Hensley's non-political clients have included the City of New York, American Health Care Association, Edelman Worldwide, the Texas Health Care Association, the Louisiana Nursing Home Association, the Pennsylvania Health Care Association, the Alliance for Quality Nursing Home Care, the Senior Care Pharmacy Coalition, and the American Forest and Paper Association.

Hensley became a board member of the nonpartisan Headcount.org in 2012.
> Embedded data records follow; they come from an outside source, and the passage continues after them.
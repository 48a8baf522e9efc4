//! Party affiliation tallies.
//!
//! Tallies are derived on demand from a slice of profiles and never
//! persisted. Input order matters: parties keep first-appearance order and
//! the winner resolves ties in favour of the earliest tally.

use crate::domain::{PoliticalParty, User};

/// Number of profiles affiliated with one party.
#[derive(Debug, Clone, PartialEq, Eq)]
pub struct PartyTally {
    party: PoliticalParty,
    members: u64,
}

impl PartyTally {
    /// Party the tally counts.
    #[must_use]
    pub fn party(&self) -> &PoliticalParty {
        &self.party
    }

    /// Number of affiliated profiles.
    #[must_use]
    pub fn members(&self) -> u64 {
        self.members
    }
}

/// Count affiliated profiles per party.
///
/// Unaffiliated profiles contribute nothing. Parties appear in the order
/// their first member appears in `users`.
#[must_use]
pub fn tally_parties(users: &[User]) -> Vec<PartyTally> {
    let mut tallies: Vec<PartyTally> = Vec::new();
    for user in users {
        let Some(party) = user.political_party() else {
            continue;
        };
        match tallies.iter_mut().find(|tally| tally.party == *party) {
            Some(tally) => tally.members += 1,
            None => tallies.push(PartyTally {
                party: party.clone(),
                members: 1,
            }),
        }
    }
    tallies
}

/// Tally with the greatest member count.
///
/// Ties keep the earliest tally in the slice; an empty slice has no winner.
#[must_use]
pub fn winning_party(tallies: &[PartyTally]) -> Option<&PartyTally> {
    tallies.iter().reduce(|best, candidate| {
        if candidate.members > best.members {
            candidate
        } else {
            best
        }
    })
}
In 2015, Hensley worked on the campaign of Gov. Scott Walker for president, collaborating on his announcement speech and several policy rollouts. His work was praised by campaign manager Rick Wiley: "Hensley did a great job collaborating on Gov. Walker's speech and policy statements. His eye for policy detail, language, nuance and ability to meet tight deadlines is outstanding." Walker suspended his presidential campaign in September 2015.

==Trump era==
After his work for Walker, Hensley was promoted by associates of Donald Trump, including Roger Stone, for a senior communications post in the new Administration in December 2016 . He began work for the Administration as an HHS Public Affairs Advisor in May 2020.

In July 2017, POLITICO reported that former Trump political aide Michael Caputo had hired Hensley "as he heads to Capitol Hill to testify before the House of Representatives Intelligence Committee. . . .Gordon Hensley, who was the top spokesman for the National Republican Senatorial Committee when former U.S. senator Al D'Amato was its chair, will be providing media consulting. Caputo, who once worked as a consultant to Russian president Boris Yeltsin, has said he was not involved in any communications between the Trump campaign and contacts in Russia. The committee is examining ties between Russia and the Trump campaign."

In August 2017, Hensley was quoted in US News & World Report on Republican politicians' reaction to the violent incidents in Charlottesville:

It's an unwelcome snake pit out there for GOP members working their states over summer recess, as many are doing. . . And it's all wasted time.